Si deve osservare, in effetti, che «la prima forma di procreazione, “tradizionale” e più diffusa, è tuttora determinata, essenzialmente, in base al criterio del dato biologico-genetico (con peculiare rilevanza, quindi, della gestazione e del parto), ciò sia con riferimento all’accertamento che alla rimozione; il dato volontaristico è, evidentemente, del tutto marginale».

«Accanto alla genitorialità naturale si pone però quella da p.m.a., che implica l’intervento di un terzo, il medico, e che può prescindere del tutto dal legame genetico del figlio con la coppia richiedente; la p.m.a. eterologa, infatti, può essere anche doppia, ovvero totale (in quanto sia il gamete maschile che quello femminile sono estranei alla coppia richiedente); vi è quindi un almeno tendenziale disallineamento (come del resto per l’adozione) tra dato genetico e stato di filiazione».

«Tale genitorialità è insofferente – lo si è detto- all’applicazione, tout court, delle disposizioni civilistiche dettate, essenzialmente, per quella naturale». Mentre la procreazione “naturale” trova la propria regolamentazione nel codice civile, «le fondamenta normative (principali pur se non esclusive) della genitorialità da p.m.a. si rinvengono nella l. 40/04, quale “riscritta” e “costituzionalizzata” dalla giurisprudenza, specie costituzionale, in particolare negli art. 6, 8 e 9, che esprimono ormai (dopo Corte cost. 162/14) regole di portata generale per tutte le forme di p.m.a.». Qui «l’elemento volontaristico/consensuale, quindi, è assolutamente prevalente, ai fini della determinazione della filiazione da p.m.a., omologa o eterologa che sia, rispetto al mero dato della derivazione genetico-biologica, al limite anche gestazionale, che può anche mancare; tanto, beninteso, anche con riferimento all’acquisizione degli status».

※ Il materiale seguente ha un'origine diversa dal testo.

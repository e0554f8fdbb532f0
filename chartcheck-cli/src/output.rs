//! Output formatting abstraction for text vs JSON rendering
//!
//! All subcommand output flows through [`OutputWriter`] which handles format switching.
//! Command handlers never look at the format themselves.

use std::io::Write;

use serde::Serialize;

use crate::cli::OutputFormat;
use crate::error::CliError;

/// Writes CLI payloads in the selected format.
///
/// Subcommand handlers call `writer.render(&payload)` where `payload`
/// implements both `Serialize` (for JSON) and `Render` (for text).
pub struct OutputWriter {
    format: OutputFormat,
}

impl OutputWriter {
    pub fn new(format: OutputFormat) -> Self {
        Self { format }
    }

    /// Render a payload to stdout.
    pub fn render<T: Render + Serialize>(&self, payload: &T) -> Result<(), CliError> {
        let stdout = std::io::stdout();
        let mut handle = stdout.lock();
        self.render_to(&mut handle, payload)
    }

    /// Render a payload to `w`.
    ///
    /// For `Text` format, delegates to `Render::render_text()`.
    /// For `Json` format, serialises via `serde_json`.
    pub fn render_to<T: Render + Serialize>(
        &self,
        w: &mut dyn Write,
        payload: &T,
    ) -> Result<(), CliError> {
        match self.format {
            OutputFormat::Text => {
                payload.render_text(w)?;
            }
            OutputFormat::Json => {
                serde_json::to_writer_pretty(&mut *w, payload)?;
                writeln!(w)?;
            }
        }
        Ok(())
    }
}

/// Human-readable text rendering.
///
/// Implemented by every CLI output payload alongside `serde::Serialize`.
pub trait Render {
    fn render_text(&self, w: &mut dyn Write) -> std::io::Result<()>;
}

Come già osservato in dottrina, la Corte rileva dunque che «dalla causalità/derivazione biologica, alla base della procreazione naturale, si passa qui ad una causalità umana; se si preferisce, nella p.m.a. la genitorialità (di converso, la filiazione) si fonda sì sulla verità, ma non su quella biologica: la verità è qui data dal consapevole consenso della coppia richiedente, quanto all’assunzione del ruolo genitoriale».

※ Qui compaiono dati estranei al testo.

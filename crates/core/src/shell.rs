//! 외부 명령 실행 — kubectl, helm, anchore-cli, tox
//!
//! [`ShellCommand`]는 실행할 바이너리, 인자, 추가 환경변수, 작업 디렉토리를 담습니다.
//! 모든 출력 라인은 `tracing`으로 기록되며, 시크릿을 다루는 명령은
//! [`ShellCommand::quiet`]로 출력 로깅을 끌 수 있습니다.

use std::collections::BTreeMap;
use std::path::PathBuf;
use std::process::Stdio;

use tokio::io::{AsyncBufReadExt, BufReader};
use tracing::{debug, info};

use crate::error::CommandError;

/// 실행할 외부 명령
#[derive(Debug, Clone, Default)]
pub struct ShellCommand {
    /// 실행 파일 이름 또는 경로
    pub command: String,
    /// 인자 목록
    pub args: Vec<String>,
    /// 추가 환경변수 (현재 프로세스 환경에 덧붙여짐)
    pub env: BTreeMap<String, String>,
    /// 작업 디렉토리
    pub working_dir: Option<PathBuf>,
    /// false면 출력 라인을 로그에 남기지 않음
    pub log_output: bool,
}

impl ShellCommand {
    /// 인자 없는 명령을 생성합니다.
    pub fn new(command: impl Into<String>) -> Self {
        Self {
            command: command.into(),
            log_output: true,
            ..Self::default()
        }
    }

    /// 인자 하나를 추가합니다.
    pub fn arg(mut self, arg: impl Into<String>) -> Self {
        self.args.push(arg.into());
        self
    }

    /// 인자 여러 개를 추가합니다.
    pub fn args<I, S>(mut self, args: I) -> Self
    where
        I: IntoIterator<Item = S>,
        S: Into<String>,
    {
        self.args.extend(args.into_iter().map(Into::into));
        self
    }

    /// 환경변수 하나를 설정합니다.
    pub fn env(mut self, key: impl Into<String>, value: impl Into<String>) -> Self {
        self.env.insert(key.into(), value.into());
        self
    }

    /// 환경변수 여러 개를 설정합니다.
    pub fn envs<I, K, V>(mut self, vars: I) -> Self
    where
        I: IntoIterator<Item = (K, V)>,
        K: Into<String>,
        V: Into<String>,
    {
        self.env
            .extend(vars.into_iter().map(|(k, v)| (k.into(), v.into())));
        self
    }

    /// 작업 디렉토리를 설정합니다.
    pub fn working_dir(mut self, dir: impl Into<PathBuf>) -> Self {
        self.working_dir = Some(dir.into());
        self
    }

    /// 출력 로깅을 끕니다.
    pub fn quiet(mut self) -> Self {
        self.log_output = false;
        self
    }

    /// 로그/에러 메시지용 명령 문자열
    pub fn display(&self) -> String {
        if self.args.is_empty() {
            self.command.clone()
        } else {
            format!("{} {}", self.command, self.args.join(" "))
        }
    }

    fn to_tokio(&self) -> tokio::process::Command {
        let mut command = tokio::process::Command::new(&self.command);
        command.args(&self.args).envs(&self.env);
        if let Some(dir) = &self.working_dir {
            command.current_dir(dir);
        }
        command
    }

    fn to_std(&self) -> std::process::Command {
        let mut command = std::process::Command::new(&self.command);
        command.args(&self.args).envs(&self.env);
        if let Some(dir) = &self.working_dir {
            command.current_dir(dir);
        }
        command
    }
}

/// 명령 실행 결과
#[derive(Debug, Default)]
struct Captured {
    stdout: Vec<String>,
    /// stdout/stderr 라인을 도착 순서대로 합친 출력
    combined: Vec<String>,
}

/// 종료 코드를 검사하지 않은 실행 결과
///
/// `anchore-cli --json`처럼 실패 시에도 stdout에 의미 있는 응답을 쓰는 명령에 사용합니다.
#[derive(Debug, Clone, Default, PartialEq, Eq)]
pub struct CommandOutput {
    /// 종료 코드 0 여부
    pub success: bool,
    /// 종료 코드 (시그널로 종료되면 None)
    pub code: Option<i32>,
    /// stdout만
    pub stdout: String,
    /// stdout + stderr
    pub combined: String,
}

async fn execute(cmd: &ShellCommand) -> Result<Captured, CommandError> {
    let (captured, status) = execute_unchecked(cmd).await?;
    if !status.success() {
        return Err(CommandError::Failed {
            command: cmd.display(),
            status: status.to_string(),
            output: captured.combined.join("\n"),
        });
    }
    Ok(captured)
}

async fn execute_unchecked(
    cmd: &ShellCommand,
) -> Result<(Captured, std::process::ExitStatus), CommandError> {
    let shown = cmd.display();
    info!(command = %shown, "running command");

    let mut child = cmd
        .to_tokio()
        .stdin(Stdio::null())
        .stdout(Stdio::piped())
        .stderr(Stdio::piped())
        .kill_on_drop(true)
        .spawn()
        .map_err(|e| CommandError::Spawn {
            command: shown.clone(),
            reason: e.to_string(),
        })?;

    let io_err = |e: std::io::Error| CommandError::InvalidOutput {
        command: shown.clone(),
        reason: e.to_string(),
    };

    let stdout = child.stdout.take().ok_or_else(|| CommandError::Spawn {
        command: shown.clone(),
        reason: "stdout not captured".to_owned(),
    })?;
    let stderr = child.stderr.take().ok_or_else(|| CommandError::Spawn {
        command: shown.clone(),
        reason: "stderr not captured".to_owned(),
    })?;

    let mut stdout_lines = BufReader::new(stdout).lines();
    let mut stderr_lines = BufReader::new(stderr).lines();
    let mut stdout_done = false;
    let mut stderr_done = false;
    let mut captured = Captured::default();

    while !(stdout_done && stderr_done) {
        tokio::select! {
            line = stdout_lines.next_line(), if !stdout_done => match line.map_err(io_err)? {
                Some(line) => {
                    if cmd.log_output {
                        debug!(command = %cmd.command, "{line}");
                    }
                    captured.stdout.push(line.clone());
                    captured.combined.push(line);
                }
                None => stdout_done = true,
            },
            line = stderr_lines.next_line(), if !stderr_done => match line.map_err(io_err)? {
                Some(line) => {
                    if cmd.log_output {
                        debug!(command = %cmd.command, stream = "stderr", "{line}");
                    }
                    captured.combined.push(line);
                }
                None => stderr_done = true,
            },
        }
    }

    let status = child.wait().await.map_err(io_err)?;
    Ok((captured, status))
}

/// 명령을 실행하고 stdout+stderr 합친 출력을 반환합니다.
///
/// 0이 아닌 종료 코드는 [`CommandError::Failed`]로 반환되며 출력이 포함됩니다.
pub async fn run_command_and_get_output(cmd: &ShellCommand) -> Result<String, CommandError> {
    execute(cmd).await.map(|c| c.combined.join("\n"))
}

/// 명령을 실행하고 stdout만 반환합니다 (JSON/YAML 출력 파싱용).
pub async fn run_command_and_get_stdout(cmd: &ShellCommand) -> Result<String, CommandError> {
    execute(cmd).await.map(|c| c.stdout.join("\n"))
}

/// 명령을 실행하고 성공 여부만 확인합니다.
pub async fn run_command(cmd: &ShellCommand) -> Result<(), CommandError> {
    execute(cmd).await.map(|_| ())
}

/// 명령을 실행하고 종료 코드와 관계없이 출력을 반환합니다.
///
/// 프로세스를 시작하지 못한 경우에만 에러를 반환합니다.
pub async fn run_command_unchecked(cmd: &ShellCommand) -> Result<CommandOutput, CommandError> {
    let (captured, status) = execute_unchecked(cmd).await?;
    Ok(CommandOutput {
        success: status.success(),
        code: status.code(),
        stdout: captured.stdout.join("\n"),
        combined: captured.combined.join("\n"),
    })
}

/// 장기 실행 프로세스를 시작합니다 (예: `kubectl port-forward`).
///
/// stdout/stderr는 파이프로 연결되며, 반환된 `Child`가 drop되면 프로세스도 종료됩니다.
pub fn spawn(cmd: &ShellCommand) -> Result<tokio::process::Child, CommandError> {
    let shown = cmd.display();
    info!(command = %shown, "spawning background command");
    cmd.to_tokio()
        .stdin(Stdio::null())
        .stdout(Stdio::piped())
        .stderr(Stdio::piped())
        .kill_on_drop(true)
        .spawn()
        .map_err(|e| CommandError::Spawn {
            command: shown,
            reason: e.to_string(),
        })
}

/// 블로킹 실행 — `Drop`에서 리소스를 정리할 때 사용합니다.
pub fn run_command_blocking(cmd: &ShellCommand) -> Result<String, CommandError> {
    let shown = cmd.display();
    info!(command = %shown, "running command (blocking)");

    let output = cmd
        .to_std()
        .stdin(Stdio::null())
        .output()
        .map_err(|e| CommandError::Spawn {
            command: shown.clone(),
            reason: e.to_string(),
        })?;

    let mut combined = String::from_utf8_lossy(&output.stdout).into_owned();
    combined.push_str(&String::from_utf8_lossy(&output.stderr));
    let combined = combined.trim_end().to_owned();
    if cmd.log_output {
        for line in combined.lines() {
            debug!(command = %cmd.command, "{line}");
        }
    }

    if !output.status.success() {
        return Err(CommandError::Failed {
            command: shown,
            status: output.status.to_string(),
            output: combined,
        });
    }
    Ok(combined)
}

#[cfg(all(test, unix))]
mod tests {
    use super::*;

    #[test]
    fn display_joins_args() {
        let cmd = ShellCommand::new("helm").args(["install", "rel", "chart"]);
        assert_eq!(cmd.display(), "helm install rel chart");
        assert_eq!(ShellCommand::new("tox").display(), "tox");
    }

    #[test]
    fn builder_collects_env() {
        let cmd = ShellCommand::new("anchore-cli")
            .env("ANCHORE_CLI_USER", "admin")
            .envs([("ANCHORE_CLI_PASS", "foobar")]);
        assert_eq!(cmd.env.len(), 2);
        assert!(cmd.log_output);
        assert!(!cmd.quiet().log_output);
    }

    #[tokio::test]
    async fn captures_stdout_and_stderr() {
        let cmd = ShellCommand::new("sh")
            .arg("-c")
            .arg("echo out; echo err 1>&2");
        let output = run_command_and_get_output(&cmd).await.unwrap();
        assert!(output.contains("out"));
        assert!(output.contains("err"));

        let stdout = run_command_and_get_stdout(&cmd).await.unwrap();
        assert_eq!(stdout, "out");
    }

    #[tokio::test]
    async fn passes_environment() {
        let cmd = ShellCommand::new("sh")
            .arg("-c")
            .arg("echo $ANCHORE_CLI_URL")
            .env("ANCHORE_CLI_URL", "http://127.0.0.1:8228/v1");
        let output = run_command_and_get_output(&cmd).await.unwrap();
        assert_eq!(output, "http://127.0.0.1:8228/v1");
    }

    #[tokio::test]
    async fn non_zero_exit_keeps_output() {
        let cmd = ShellCommand::new("sh").arg("-c").arg("echo boom; exit 3");
        let err = run_command_and_get_output(&cmd).await.unwrap_err();
        match err {
            CommandError::Failed { output, .. } => assert_eq!(output, "boom"),
            other => panic!("unexpected error: {other:?}"),
        }
    }

    #[tokio::test]
    async fn unchecked_run_keeps_failed_stdout() {
        let cmd = ShellCommand::new("sh")
            .arg("-c")
            .arg("echo '{\"httpcode\": 403}'; echo warn 1>&2; exit 1");
        let output = run_command_unchecked(&cmd).await.unwrap();
        assert!(!output.success);
        assert_eq!(output.code, Some(1));
        assert_eq!(output.stdout, "{\"httpcode\": 403}");
        assert!(output.combined.contains("warn"));
    }

    #[tokio::test]
    async fn missing_binary_is_spawn_error() {
        let cmd = ShellCommand::new("chartcheck-definitely-not-installed");
        let err = run_command(&cmd).await.unwrap_err();
        assert!(matches!(err, CommandError::Spawn { .. }));
    }

    #[tokio::test]
    async fn errors_carry_the_full_command_line() {
        let cmd = ShellCommand::new("chartcheck-definitely-not-installed").args(["a", "b"]);
        match run_command(&cmd).await.unwrap_err() {
            CommandError::Spawn { command, .. } => {
                assert_eq!(command, "chartcheck-definitely-not-installed a b")
            }
            other => panic!("unexpected error: {other:?}"),
        }
        match spawn(&cmd).unwrap_err() {
            CommandError::Spawn { command, .. } => {
                assert_eq!(command, "chartcheck-definitely-not-installed a b")
            }
            other => panic!("unexpected error: {other:?}"),
        }
        match run_command_blocking(&cmd).unwrap_err() {
            CommandError::Spawn { command, .. } => {
                assert_eq!(command, "chartcheck-definitely-not-installed a b")
            }
            other => panic!("unexpected error: {other:?}"),
        }
    }

    #[tokio::test]
    async fn working_dir_is_applied() {
        let dir = tempfile::tempdir().unwrap();
        let cmd = ShellCommand::new("pwd").working_dir(dir.path());
        let output = run_command_and_get_output(&cmd).await.unwrap();
        let expected = dir.path().canonicalize().unwrap();
        assert_eq!(
            std::path::Path::new(&output).canonicalize().unwrap(),
            expected
        );
    }

    #[test]
    fn blocking_run_reports_failure() {
        let ok = ShellCommand::new("sh").arg("-c").arg("echo fine");
        assert_eq!(run_command_blocking(&ok).unwrap(), "fine");

        let bad = ShellCommand::new("sh").arg("-c").arg("exit 1");
        assert!(matches!(
            run_command_blocking(&bad).unwrap_err(),
            CommandError::Failed { .. }
        ));
    }
}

Dunque, per i giudici napoletani le nozioni di “verità” e di “favor veritatis” assumono nel contesto della PMA una accezione nuova e diversa da quella tipica del codice civile: la verità di questi bambini non coincide difatti col dato biologico e genetico, ma con quello dell’assunzione consapevole della responsabilità genitoriale. Tale assunzione di responsabilità avviene già prima del concepimento, atteso che «non casualmente l’art. 6, ultimo comma, l. cit. precisa che ai richiedenti devono essere esplicitate con chiarezza le conseguenze giuridiche di cui agli art. 8 e 9» ed è dunque evidente che «alla base – ed è dato dirimente e qualificante –   vi è un progetto di genitorialità condivisa, richiamata, infatti, da non poche pronunce giurisprudenziali, a partire da Cass. 19599\16 cit.».

Significativa e illuminante la conclusione cui giunge infine la Corte, per cui «resta comunque che la genitorialità da p.m.a. eterologa (anche “doppia”, con gameti sia maschili che femminili) è vera genitorialità, sia pure su basi diverse da quella biologica».

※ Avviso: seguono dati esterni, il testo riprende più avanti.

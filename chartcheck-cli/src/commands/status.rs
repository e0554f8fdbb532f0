//! `chartcheck status` command handler

use std::io::Write;

use serde::Serialize;
use tracing::info;

use chartcheck_core::HarnessConfig;
use chartcheck_engine::services::SYSTEM_STATUS_SERVICES;
use chartcheck_engine::suite::cli_env_for_url;
use chartcheck_engine::system_status::verify_engine_system_status;

use crate::cli::StatusArgs;
use crate::error::CliError;
use crate::output::{OutputWriter, Render};

/// Execute the `status` command.
pub async fn execute(
    args: StatusArgs,
    config: HarnessConfig,
    writer: &OutputWriter,
) -> Result<(), CliError> {
    let services = services_or_default(args.services);
    let env = cli_env_for_url(&args.url, &config.cli.user, &config.cli.password);

    info!(url = %args.url, services = ?services, "checking system status");
    let output = verify_engine_system_status(&services, &env, &config.wait).await?;

    writer.render(&StatusReport {
        url: args.url,
        services,
        output,
    })?;
    Ok(())
}

fn services_or_default(services: Vec<String>) -> Vec<String> {
    if services.is_empty() {
        SYSTEM_STATUS_SERVICES
            .iter()
            .map(|s| (*s).to_owned())
            .collect()
    } else {
        services
    }
}

/// Result of a passing `system status` check.
#[derive(Serialize)]
pub struct StatusReport {
    pub url: String,
    pub services: Vec<String>,
    /// Raw `anchore-cli system status` output.
    pub output: String,
}

impl Render for StatusReport {
    fn render_text(&self, w: &mut dyn Write) -> std::io::Result<()> {
        writeln!(w, "System status: {}", self.url)?;
        for service in &self.services {
            writeln!(w, "  {service:<16} up")?;
        }
        Ok(())
    }
}
//! Chrome Trace ("flame style") profiling of dispatcher runs.
//!
//! Feature-gated with `--features profiling`.
//!
//! Usage:
//!   lockstep::profiler::init("profile/trace.json");
//!   dispatcher.run()?;
//!   lockstep::profiler::shutdown();
//!
//! Worker threads buffer their events locally and hand them over in batches,
//! so recording a span inside the step loop never contends on a global lock
//! more than once per [`FLUSH_EVERY`] events.

use std::borrow::Cow;
use std::fmt;
use std::path::Path;

/// Events buffered per thread before they are handed to the global sink.
pub const FLUSH_EVERY: usize = 1024;

/// Recording backend, compiled in with the `profiling` feature.
#[cfg(feature = "profiling")]
mod enabled {
    use std::cell::RefCell;
    use std::fs::File;
    use std::io::{BufWriter, Write};
    use std::path::PathBuf;
    use std::sync::atomic::{AtomicBool, AtomicU64, Ordering};
    use std::sync::OnceLock;
    use std::time::Instant;

    use parking_lot::Mutex;

    use super::*;

    enum Event {
        Span {
            name: String,
            ts_us: u64,
            dur_us: u64,
            tid: u64,
            args: Vec<(String, super::Arg)>,
        },
        ThreadName {
            tid: u64,
            name: String,
        },
    }

    struct Sink {
        start: Instant,
        out_path: PathBuf,
        on: AtomicBool,
        events: Mutex<Vec<Event>>,
    }

    static SINK: OnceLock<Sink> = OnceLock::new();
    static NEXT_TID: AtomicU64 = AtomicU64::new(1);

    thread_local! {
        static TID: u64 = NEXT_TID.fetch_add(1, Ordering::Relaxed);
        static LOCAL: RefCell<Vec<Event>> = const { RefCell::new(Vec::new()) };
    }

    fn active() -> Option<&'static Sink> {
        SINK.get().filter(|s| s.on.load(Ordering::Acquire))
    }

    fn now_us(sink: &Sink) -> u64 {
        sink.start.elapsed().as_micros() as u64
    }

    fn record(sink: &Sink, ev: Event) {
        LOCAL.with(|local| {
            let mut local = local.borrow_mut();
            local.push(ev);
            if local.len() >= FLUSH_EVERY {
                sink.events.lock().append(&mut local);
            }
        });
    }

    /// Initialize the profiler and set the output path.
    pub fn init<P: AsRef<Path>>(path: P) {
        let _ = SINK.set(Sink {
            start: Instant::now(),
            out_path: path.as_ref().to_path_buf(),
            on: AtomicBool::new(true),
            events: Mutex::new(Vec::new()),
        });
    }

    /// Hand this thread's buffered events to the global sink.
    pub fn flush_thread() {
        if let Some(sink) = SINK.get() {
            LOCAL.with(|local| sink.events.lock().append(&mut local.borrow_mut()));
        }
    }

    /// Stop recording and write the Chrome Trace JSON.
    pub fn shutdown() {
        if let Some(sink) = SINK.get() {
            flush_thread();
            sink.on.store(false, Ordering::Release);
            if let Err(e) = write_trace(sink) {
                log::error!("profiler: failed to write {}: {e}", sink.out_path.display());
            }
        }
    }

    fn write_trace(sink: &Sink) -> std::io::Result<()> {
        let events = std::mem::take(&mut *sink.events.lock());

        if let Some(parent) = sink.out_path.parent() {
            std::fs::create_dir_all(parent)?;
        }
        let mut w = BufWriter::new(File::create(&sink.out_path)?);

        w.write_all(b"{\"traceEvents\":[")?;
        for (i, ev) in events.iter().enumerate() {
            if i > 0 {
                w.write_all(b",")?;
            }
            match ev {
                Event::Span { name, ts_us, dur_us, tid, args } => {
                    w.write_all(b"{\"name\":")?;
                    write_str(&mut w, name)?;
                    write!(
                        w,
                        ",\"cat\":\"dispatch\",\"ph\":\"X\",\"ts\":{ts_us},\"dur\":{dur_us},\"pid\":1,\"tid\":{tid}"
                    )?;
                    if !args.is_empty() {
                        w.write_all(b",\"args\":{")?;
                        for (j, (k, v)) in args.iter().enumerate() {
                            if j > 0 {
                                w.write_all(b",")?;
                            }
                            write_str(&mut w, k)?;
                            w.write_all(b":")?;
                            match v {
                                super::Arg::Str(s) => write_str(&mut w, s)?,
                                super::Arg::U64(x) => write!(w, "{x}")?,
                                super::Arg::I64(x) => write!(w, "{x}")?,
                            }
                        }
                        w.write_all(b"}")?;
                    }
                    w.write_all(b"}")?;
                }
                Event::ThreadName { tid, name } => {
                    write!(w, "{{\"name\":\"thread_name\",\"ph\":\"M\",\"pid\":1,\"tid\":{tid},\"args\":{{\"name\":")?;
                    write_str(&mut w, name)?;
                    w.write_all(b"}}")?;
                }
            }
        }
        w.write_all(b"]}")?;
        w.flush()
    }

    fn write_str<W: Write>(w: &mut W, s: &str) -> std::io::Result<()> {
        w.write_all(b"\"")?;
        for ch in s.chars() {
            match ch {
                '"' => w.write_all(b"\\\"")?,
                '\\' => w.write_all(b"\\\\")?,
                '\n' => w.write_all(b"\\n")?,
                c if c.is_control() => write!(w, "\\u{:04x}", c as u32)?,
                c => write!(w, "{c}")?,
            }
        }
        w.write_all(b"\"")
    }

    /// Name the calling thread in the trace viewer.
    pub fn thread_name(name: impl Into<String>) {
        if let Some(sink) = active() {
            let tid = TID.with(|t| *t);
            record(sink, Event::ThreadName { tid, name: name.into() });
        }
    }

    /// Open a span that ends when the guard is dropped.
    pub fn span(name: impl Into<super::SpanName>) -> SpanGuard {
        match active() {
            Some(sink) => SpanGuard {
                inner: Some(Open {
                    name: name.into().0.into_owned(),
                    ts0: now_us(sink),
                    args: Vec::new(),
                }),
            },
            None => SpanGuard { inner: None },
        }
    }

    /// Open a span with a formatted name.
    pub fn span_fmt(args: fmt::Arguments<'_>) -> SpanGuard {
        if active().is_none() {
            return SpanGuard { inner: None };
        }
        span(args.to_string())
    }

    struct Open {
        name: String,
        ts0: u64,
        args: Vec<(String, super::Arg)>,
    }

    /// RAII guard recording a complete event on drop.
    pub struct SpanGuard {
        inner: Option<Open>,
    }

    impl SpanGuard {
        /// Attach an argument to this span.
        #[inline]
        pub fn arg(mut self, key: impl Into<String>, value: super::Arg) -> Self {
            if let Some(open) = self.inner.as_mut() {
                open.args.push((key.into(), value));
            }
            self
        }
    }

    impl Drop for SpanGuard {
        fn drop(&mut self) {
            let (Some(open), Some(sink)) = (self.inner.take(), active()) else {
                return;
            };
            let ts1 = now_us(sink);
            record(
                sink,
                Event::Span {
                    name: open.name,
                    ts_us: open.ts0,
                    dur_us: ts1.saturating_sub(open.ts0),
                    tid: TID.with(|t| *t),
                    args: open.args,
                },
            );
        }
    }
}

/// No-op twin used when the `profiling` feature is off.
#[cfg(not(feature = "profiling"))]
mod disabled {
    use super::*;

    /// Initialize profiler (no-op).
    #[inline]
    pub fn init<P: AsRef<Path>>(_path: P) {}

    /// Flush thread buffer (no-op).
    #[inline]
    pub fn flush_thread() {}

    /// Shut down profiler (no-op).
    #[inline]
    pub fn shutdown() {}

    /// Set thread name (no-op).
    #[inline]
    pub fn thread_name(_name: impl Into<String>) {}

    /// Open span (no-op).
    #[inline]
    pub fn span(_name: impl Into<super::SpanName>) -> SpanGuard {
        SpanGuard
    }

    /// Open span with formatted name (no-op).
    #[inline]
    pub fn span_fmt(_args: fmt::Arguments<'_>) -> SpanGuard {
        SpanGuard
    }

    /// No-op span guard.
    pub struct SpanGuard;

    impl SpanGuard {
        /// Attach an argument (no-op).
        #[inline]
        pub fn arg(self, _key: impl Into<String>, _value: super::Arg) -> Self {
            self
        }
    }
}

/// A span name; accepts `&'static str`, `String`, or `Cow<'static, str>`.
pub struct SpanName(pub Cow<'static, str>);

impl From<&'static str> for SpanName {
    fn from(s: &'static str) -> Self {
        SpanName(Cow::Borrowed(s))
    }
}

impl From<String> for SpanName {
    fn from(s: String) -> Self {
        SpanName(Cow::Owned(s))
    }
}

impl From<Cow<'static, str>> for SpanName {
    fn from(s: Cow<'static, str>) -> Self {
        SpanName(s)
    }
}

/// Span argument value.
#[derive(Debug, Clone, PartialEq, Eq)]
pub enum Arg {
    /// UTF-8 string.
    Str(String),

    /// Unsigned integer (step index, thread index, counts).
    U64(u64),

    /// Signed integer (control codes).
    I64(i64),
}

#[cfg(feature = "profiling")]
pub use enabled::{flush_thread, init, shutdown, span, span_fmt, thread_name, SpanGuard};

#[cfg(not(feature = "profiling"))]
pub use disabled::{flush_thread, init, shutdown, span, span_fmt, thread_name, SpanGuard};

  1. Le ricadute in materia di omogenitorialità.

Così ricostruito il quadro normativo in materia di PMA, la Corte d’appello osserva come non vi siano dubbi in ordine alle conseguenze per le coppie di genitori di sesso diverso, mentre «più complessa e problematica è la questione relativa alle coppie omosessuali» per cui i giudici napoletani nondimeno osservano che «queste però non possono essere discriminate, come reiteratamente affermato – lo si è detto – dalla Corte di Strasburgo, e come del resto imposto dall’esigenza di tutela del superiore interesse del minore».

Il richiamo all’interesse superiore del minore vale dunque a sottolineare come ad una differenziazione di trattamento si frapponga non solo e non tanto il principio di non discriminazione delle coppie omosessuali, ma il divieto di discriminazione indiretta dei bambini messi al mondo da queste coppie.

Non appare, infine, rilevante che i medesimi siano stati concepiti in costanza di un perdurante divieto in Italia, essendosi recati i loro genitori in altri paesi europei o d’oltreoceano in cui tali tecniche sono consentite da tempo anche alle coppie di uomini o di donne: al riguardo la Corte osserva difatti che «certo, la l. 40\2004 riserva le pratiche di p.m.a. alle coppie di sesso diverso, cfr. il vigente art. 5», «si tratta però di dato non dirimente, senza che occorra sollevare un incidente di illegittimità costituzionale di tale disposizione», atteso che «si è infatti detto che le disposizioni fondamentali e generali in tema di genitorialità da p.m.a. sono quelle contenute negli artt. 6, 8, 9 legge cit., che – per quanto qui interessa – disciplinavano la genitorialità da p.m.a. eterologa pur se vietata (con severe sanzioni) dalla medesima legge, cfr. art. 4, 3° comma (dichiarato costituzionalmente illegittimo da Corte Cost. 162\2014 cit.)». «Ne segue che le regole espresse da tali disposizioni ben possano operare anche con riferimento alle coppie omosessuali, che illegalmente, o all’estero, abbiano fatto ricorso a pratiche di p.m.a., come appunto nella specie: e certo le “colpe” dei genitori non possono ricadere sui figli».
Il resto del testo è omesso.